October 8, 2019

.Small business optimism fell 1.5 points in September to 101.8 after having declined 1.6 points in August.  The August 2018  level of 108.8  broke the previous record high level of 108.0 set 35 years ago back in July 1983.  The current level of confidence is well below that record but remains at a lofty level..

NFIB President and CEO Juanita Duggan said, “As small business owners continue to invest, expand, and try to hire, they’re doing so with less gusto than they did earlier in the year, thanks to the mixed signals they’re receiving from policymakers and politicians.  All indications are that owners are eager to do more, but they’re uncertain about what the future holds and can’t find workers to fill the jobs they have open.”
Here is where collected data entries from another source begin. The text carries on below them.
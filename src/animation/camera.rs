use crate::animation::ease::Ease;
use crate::foundation::core::LngLat;
use crate::foundation::math::lerp;

/// One instant of virtual-camera pose.
#[derive(Clone, Copy, Debug, Default, PartialEq, serde::Serialize, serde::Deserialize)]
pub struct CameraState {
    /// Longitude of the view centre, degrees.
    pub lng: f64,
    /// Latitude of the view centre, degrees.
    pub lat: f64,
    /// Map zoom level.
    pub zoom: f64,
    /// Tilt away from nadir, degrees.
    pub pitch: f64,
    /// Rotation clockwise from north, degrees.
    pub bearing: f64,
}

impl CameraState {
    /// View centre as a coordinate pair.
    pub fn center(&self) -> LngLat {
        LngLat(self.lng, self.lat)
    }

    /// `true` when every field is finite.
    pub fn is_finite(&self) -> bool {
        [self.lng, self.lat, self.zoom, self.pitch, self.bearing]
            .iter()
            .all(|v| v.is_finite())
    }
}

/// Interpolate between two poses at raw progress `raw_t` using `ease`.
///
/// Every field is interpolated independently and linearly in the eased domain. Longitude and
/// latitude are treated as flat coordinates: no great-circle path and no antimeridian wrap, so
/// legs are expected to be short camera moves.
pub fn interpolate(a: &CameraState, b: &CameraState, raw_t: f64, ease: Ease) -> CameraState {
    let t = ease.apply(raw_t);
    CameraState {
        lng: lerp(a.lng, b.lng, t),
        lat: lerp(a.lat, b.lat, t),
        zoom: lerp(a.zoom, b.zoom, t),
        pitch: lerp(a.pitch, b.pitch, t),
        bearing: lerp(a.bearing, b.bearing, t),
    }
}

#[cfg(test)]
#[path = "../../tests/unit/animation/camera.rs"]
mod tests;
Chief Economist William Dunkelberg said, “As more owners become unsure, caution will seep into business decisions. In addition to tariff concerns, the Fed’s decision to cut interest rates raised uncertainty.  Perhaps the country will indeed talk itself into a recession, but not anytime soon. The persistence of unfilled job openings and reports of a deficiency of job applicants indicate that there is still substantial economic optimism about the economy on Main Street.”

In our opinion the economy is expected to expand at an acceptable 2.5% pace this year.  Specifically, we believe that the cut in the corporate income tax rate, legislation that will allow firms to repatriate corporate earnings currently locked overseas back to the U.S. at a favorable 15.5% rate, and the steady elimination of unnecessary, confusing and overlapping federal regulations will boost investment.  That, in turn, should boost our economic speed limit should from 1.8% or so today to 2.5% within a few years.

The stock market hit a record high level in July and is currently only about 3.0% below its peak..   Jobs are being created at a brisk pace.  The unemployment rate is well below the full employment threshold.  Mortgage rates have fallen in the past couple of months from 4.9% to 3.6%.  And investment spending is climbing at a moderate pace.  We expect GDP growth to be 2.5% this year after having risen 2.5% in 2018.  The core inflation should edge upwards to 2.6% in 2019 after rising 2.2% in 2018.  The Fed  cut rates by 0.5% over the summer and seems on course for another 0.25% rate cut in October.  Moderate GDP growth, low inflation, and low interest rates should continue to bolster the stock market in the months ahead.